In a groundbreaking evolution of global existential anxiety, the Doomsday Clock has slid from 100 seconds to an unprecedented 85 seconds to midnight, except it’s not exactly clear if those seconds actually exist. Official sources now admit the clock has entered what experts dub the “quantum realm of time,” where the traditional laws of ticking and tocking simply do not apply.
“It’s like Schrodinger’s cat is running the clock,” explained Dr. Penelope Quantumwitz, Chief Theorist at the Institute for Temporal Confusion. “The clock is simultaneously 85 seconds to midnight and not 85 seconds to midnight until you look at it. So we’re perpetually unsure how close we actually are to the apocalypse, which is either comforting or terrifying depending on your preferred quantum state.”

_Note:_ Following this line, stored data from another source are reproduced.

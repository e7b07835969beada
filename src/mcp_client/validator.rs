//! Client-side argument validation.
//!
//! Checks a proposed tool call against the tool's input schema without any
//! network or process I/O. Only the subset of JSON Schema MCP servers use for
//! tool inputs is understood: a top-level `object` with `properties` (each
//! carrying a `type`) and a `required` list.
//!
//! Order of checks: missing required parameters, then type mismatches, then
//! unknown parameters. With [`ValidationMode::FirstFailure`] the first failing
//! category is returned; with [`ValidationMode::CollectAll`] every violation is
//! reported in one [`ValidationError::Multiple`].
//!
//! The message texts are relied on by external documentation and tests.

use std::collections::BTreeMap;
use std::fmt;

use serde::{Deserialize, Serialize};
use serde_json::{Map, Value};
use thiserror::Error;

use super::types::ToolDefinition;

// ─── Types ───────────────────────────────────────────────────────────────────

/// Declared type of a single tool parameter.
#[derive(Debug, Clone, Copy, PartialEq, Eq, Hash)]
pub enum ParamType {
    String,
    Number,
    Integer,
    Boolean,
    Array,
    Object,
    Null,
}

impl ParamType {
    pub fn parse(name: &str) -> Option<Self> {
        match name {
            "string" => Some(ParamType::String),
            "number" => Some(ParamType::Number),
            "integer" => Some(ParamType::Integer),
            "boolean" => Some(ParamType::Boolean),
            "array" => Some(ParamType::Array),
            "object" => Some(ParamType::Object),
            "null" => Some(ParamType::Null),
            _ => None,
        }
    }

    pub fn as_str(&self) -> &'static str {
        match self {
            ParamType::String => "string",
            ParamType::Number => "number",
            ParamType::Integer => "integer",
            ParamType::Boolean => "boolean",
            ParamType::Array => "array",
            ParamType::Object => "object",
            ParamType::Null => "null",
        }
    }

    /// Structural check of a JSON value against this type.
    pub fn accepts(&self, value: &Value) -> bool {
        match (self, value) {
            (ParamType::String, Value::String(_)) => true,
            (ParamType::Number, Value::Number(_)) => true,
            (ParamType::Integer, Value::Number(n)) => {
                n.is_i64() || n.is_u64() || n.as_f64().is_some_and(|f| f.fract() == 0.0)
            }
            (ParamType::Boolean, Value::Bool(_)) => true,
            (ParamType::Array, Value::Array(_)) => true,
            (ParamType::Object, Value::Object(_)) => true,
            (ParamType::Null, Value::Null) => true,
            _ => false,
        }
    }
}

impl fmt::Display for ParamType {
    fn fmt(&self, f: &mut fmt::Formatter<'_>) -> fmt::Result {
        f.write_str(self.as_str())
    }
}

/// Runtime kind of a provided argument, named the way the error messages
/// report it (`str`, `int`, `float`, `bool`, `list`, `dict`).
#[derive(Debug, Clone, Copy, PartialEq, Eq)]
pub enum ValueKind {
    Str,
    Int,
    Float,
    Bool,
    List,
    Dict,
    Null,
}

impl ValueKind {
    pub fn of(value: &Value) -> Self {
        match value {
            Value::String(_) => ValueKind::Str,
            Value::Number(n) if n.is_i64() || n.is_u64() => ValueKind::Int,
            Value::Number(_) => ValueKind::Float,
            Value::Bool(_) => ValueKind::Bool,
            Value::Array(_) => ValueKind::List,
            Value::Object(_) => ValueKind::Dict,
            Value::Null => ValueKind::Null,
        }
    }

    pub fn as_str(&self) -> &'static str {
        match self {
            ValueKind::Str => "str",
            ValueKind::Int => "int",
            ValueKind::Float => "float",
            ValueKind::Bool => "bool",
            ValueKind::List => "list",
            ValueKind::Dict => "dict",
            ValueKind::Null => "null",
        }
    }
}

impl fmt::Display for ValueKind {
    fn fmt(&self, f: &mut fmt::Formatter<'_>) -> fmt::Result {
        f.write_str(self.as_str())
    }
}

/// Declared type(s) for one parameter. Empty means untyped (anything goes).
#[derive(Debug, Clone, Default, PartialEq, Eq)]
pub struct DeclaredType(Vec<ParamType>);

impl DeclaredType {
    pub fn single(ty: ParamType) -> Self {
        Self(vec![ty])
    }

    pub fn types(&self) -> &[ParamType] {
        &self.0
    }

    fn accepts(&self, value: &Value) -> bool {
        self.0.is_empty() || self.0.iter().any(|ty| ty.accepts(value))
    }

    fn allows_null(&self) -> bool {
        self.0.is_empty() || self.0.contains(&ParamType::Null)
    }
}

impl fmt::Display for DeclaredType {
    fn fmt(&self, f: &mut fmt::Formatter<'_>) -> fmt::Result {
        let names: Vec<&str> = self.0.iter().map(ParamType::as_str).collect();
        f.write_str(&names.join("|"))
    }
}

/// One parameter of a tool's input schema.
#[derive(Debug, Clone, PartialEq, Eq)]
pub struct ParamSpec {
    pub declared: DeclaredType,
    pub required: bool,
}

/// Parsed tool input schema.
#[derive(Debug, Clone, Default, PartialEq, Eq)]
pub struct InputSchema {
    params: BTreeMap<String, ParamSpec>,
    /// Required names in schema order (may name undeclared parameters).
    required: Vec<String>,
    /// Unknown-parameter checking applies only when the schema declares
    /// `properties` and does not set `additionalProperties: true`.
    closed: bool,
}

impl InputSchema {
    /// Parse a JSON Schema fragment. A null schema means "no parameters declared".
    pub fn from_json(tool: &str, schema: &Value) -> Result<Self, ValidationError> {
        if schema.is_null() {
            return Ok(Self::default());
        }

        if let Some(ty) = schema.get("type") {
            if ty.as_str() != Some("object") {
                return Err(ValidationError::UnsupportedSchemaType {
                    tool: tool.to_string(),
                    found: type_label(ty),
                });
            }
        }

        let required: Vec<String> = schema
            .get("required")
            .and_then(Value::as_array)
            .map(|names| {
                names
                    .iter()
                    .filter_map(Value::as_str)
                    .map(str::to_string)
                    .collect()
            })
            .unwrap_or_default();

        let properties = schema.get("properties").and_then(Value::as_object);
        let mut params = BTreeMap::new();
        for (name, prop) in properties.into_iter().flatten() {
            let declared = parse_declared(tool, name, prop.get("type"))?;
            params.insert(
                name.clone(),
                ParamSpec {
                    declared,
                    required: required.contains(name),
                },
            );
        }

        let additional = schema
            .get("additionalProperties")
            .and_then(Value::as_bool)
            .unwrap_or(false);

        Ok(Self {
            params,
            required,
            closed: properties.is_some() && !additional,
        })
    }

    pub fn param(&self, name: &str) -> Option<&ParamSpec> {
        self.params.get(name)
    }

    pub fn params(&self) -> impl Iterator<Item = (&str, &ParamSpec)> {
        self.params.iter().map(|(k, v)| (k.as_str(), v))
    }

    pub fn required(&self) -> &[String] {
        &self.required
    }
}

fn parse_declared(tool: &str, param: &str, ty: Option<&Value>) -> Result<DeclaredType, ValidationError> {
    let unsupported = |found: String| ValidationError::UnsupportedParameterType {
        tool: tool.to_string(),
        parameter: param.to_string(),
        found,
    };

    match ty {
        None => Ok(DeclaredType::default()),
        Some(Value::String(name)) => ParamType::parse(name)
            .map(DeclaredType::single)
            .ok_or_else(|| unsupported(name.clone())),
        Some(Value::Array(names)) => names
            .iter()
            .map(|n| {
                n.as_str()
                    .and_then(ParamType::parse)
                    .ok_or_else(|| unsupported(type_label(n)))
            })
            .collect::<Result<Vec<_>, _>>()
            .map(DeclaredType),
        Some(other) => Err(unsupported(type_label(other))),
    }
}

fn type_label(value: &Value) -> String {
    match value {
        Value::String(s) => s.clone(),
        other => other.to_string(),
    }
}

// ─── Errors ──────────────────────────────────────────────────────────────────

/// A tool call rejected before it reached the server.
#[derive(Debug, Clone, PartialEq, Eq, Error)]
pub enum ValidationError {
    #[error("Tool '{tool}' missing required parameters: {}", missing.join(", "))]
    MissingRequired { tool: String, missing: Vec<String> },

    #[error("Parameter '{parameter}' for tool '{tool}' should be of type '{expected}', but got '{actual}'")]
    TypeMismatch {
        tool: String,
        parameter: String,
        expected: DeclaredType,
        actual: ValueKind,
    },

    #[error("Parameter '{parameter}' for tool '{tool}' cannot be null (expected type '{expected}')")]
    NullValue {
        tool: String,
        parameter: String,
        expected: DeclaredType,
    },

    #[error("Tool '{tool}' received unknown parameters: {}", unknown.join(", "))]
    UnknownParameters { tool: String, unknown: Vec<String> },

    #[error("Tool '{tool}' has unsupported schema type '{found}', expected 'object'")]
    UnsupportedSchemaType { tool: String, found: String },

    #[error("Tool '{tool}' has unsupported parameter type '{found}' for parameter '{parameter}'")]
    UnsupportedParameterType {
        tool: String,
        parameter: String,
        found: String,
    },

    #[error("Tool '{tool}' arguments must be an object, but got '{actual}'")]
    ArgumentsNotObject { tool: String, actual: ValueKind },

    #[error("{}", .0.iter().map(ToString::to_string).collect::<Vec<_>>().join("; "))]
    Multiple(Vec<ValidationError>),
}

impl ValidationError {
    /// Flatten into individual violations.
    pub fn violations(&self) -> Vec<&ValidationError> {
        match self {
            ValidationError::Multiple(all) => all.iter().collect(),
            single => vec![single],
        }
    }
}

/// How many violations to report.
#[derive(Debug, Clone, Copy, Default, PartialEq, Eq, Serialize, Deserialize)]
#[serde(rename_all = "kebab-case")]
pub enum ValidationMode {
    /// Stop at the first failing category.
    #[default]
    FirstFailure,
    /// Report every category's violations together.
    CollectAll,
}

// ─── Validation ──────────────────────────────────────────────────────────────

/// Validate `args` against `tool`'s input schema, stopping at the first failure.
pub fn validate(tool: &ToolDefinition, args: &Value) -> Result<(), ValidationError> {
    validate_with_mode(tool, args, ValidationMode::FirstFailure)
}

/// Validate `args` against `tool`'s input schema with an explicit policy.
pub fn validate_with_mode(
    tool: &ToolDefinition,
    args: &Value,
    mode: ValidationMode,
) -> Result<(), ValidationError> {
    let name = tool.name.as_str();
    let schema = InputSchema::from_json(name, &tool.input_schema)?;

    let empty = Map::new();
    let provided = match args {
        Value::Object(map) => map,
        Value::Null => &empty,
        other => {
            return Err(ValidationError::ArgumentsNotObject {
                tool: name.to_string(),
                actual: ValueKind::of(other),
            })
        }
    };

    let mut violations = Vec::new();

    // 1. Missing required
    let missing: Vec<String> = schema
        .required()
        .iter()
        .filter(|param| !provided.contains_key(param.as_str()))
        .cloned()
        .collect();
    if !missing.is_empty() {
        violations.push(ValidationError::MissingRequired {
            tool: name.to_string(),
            missing,
        });
        if mode == ValidationMode::FirstFailure {
            return Err(finish(violations));
        }
    }

    // 2. Type mismatch
    for (key, value) in provided {
        let Some(spec) = schema.param(key) else {
            continue;
        };
        if spec.declared.accepts(value) {
            continue;
        }
        let violation = if value.is_null() && !spec.declared.allows_null() {
            ValidationError::NullValue {
                tool: name.to_string(),
                parameter: key.clone(),
                expected: spec.declared.clone(),
            }
        } else {
            ValidationError::TypeMismatch {
                tool: name.to_string(),
                parameter: key.clone(),
                expected: spec.declared.clone(),
                actual: ValueKind::of(value),
            }
        };
        violations.push(violation);
        if mode == ValidationMode::FirstFailure {
            return Err(finish(violations));
        }
    }

    // 3. Unknown parameters
    if schema.closed {
        let unknown: Vec<String> = provided
            .keys()
            .filter(|key| schema.param(key).is_none())
            .cloned()
            .collect();
        if !unknown.is_empty() {
            violations.push(ValidationError::UnknownParameters {
                tool: name.to_string(),
                unknown,
            });
        }
    }

    if violations.is_empty() {
        Ok(())
    } else {
        Err(finish(violations))
    }
}

fn finish(mut violations: Vec<ValidationError>) -> ValidationError {
    if violations.len() == 1 {
        violations.remove(0)
    } else {
        ValidationError::Multiple(violations)
    }
}

// ─── Tests ───────────────────────────────────────────────────────────────────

The Bulletin of the Atomic Radicals, responsible for managing the clock, confessed that human attempts to pin down a single definitive number have been futile. “Our analysts have been staring at the clock for 17 consecutive hours, only to swear it moved both forward and backward at the same time,” said headscratcher-in-chief Malcolm Tocksworth. “One technician even reported hearing the ticking both inside and outside the building simultaneously, which we interpret as a ‘quantum glitch.'”
Meanwhile, emergency drills have become existential exercises in ambiguity, leaving participants bewildered. Security guard Gerald Henderson, 47, who still clocks his lunch breaks with an abacus, remarked, “I tried setting my watch by the Doomsday Clock, but now my watch just oscillates randomly between 10:15 AM and ‘end of days.’ I keep losing track of whether I’m late or already toast.”
In response, the United Nations announced plans to convene a Quantum Apocalypse Summit next Tuesday, promising a civil discussion about how to survive something that may or may not be happening right now.
As the clock ticks in its odd duality, humanity remains suspended in a limbo of impending doom and hopeful uncertainty all thanks to a whiskered feline and some seriously confused scientists playing with the fabric of time.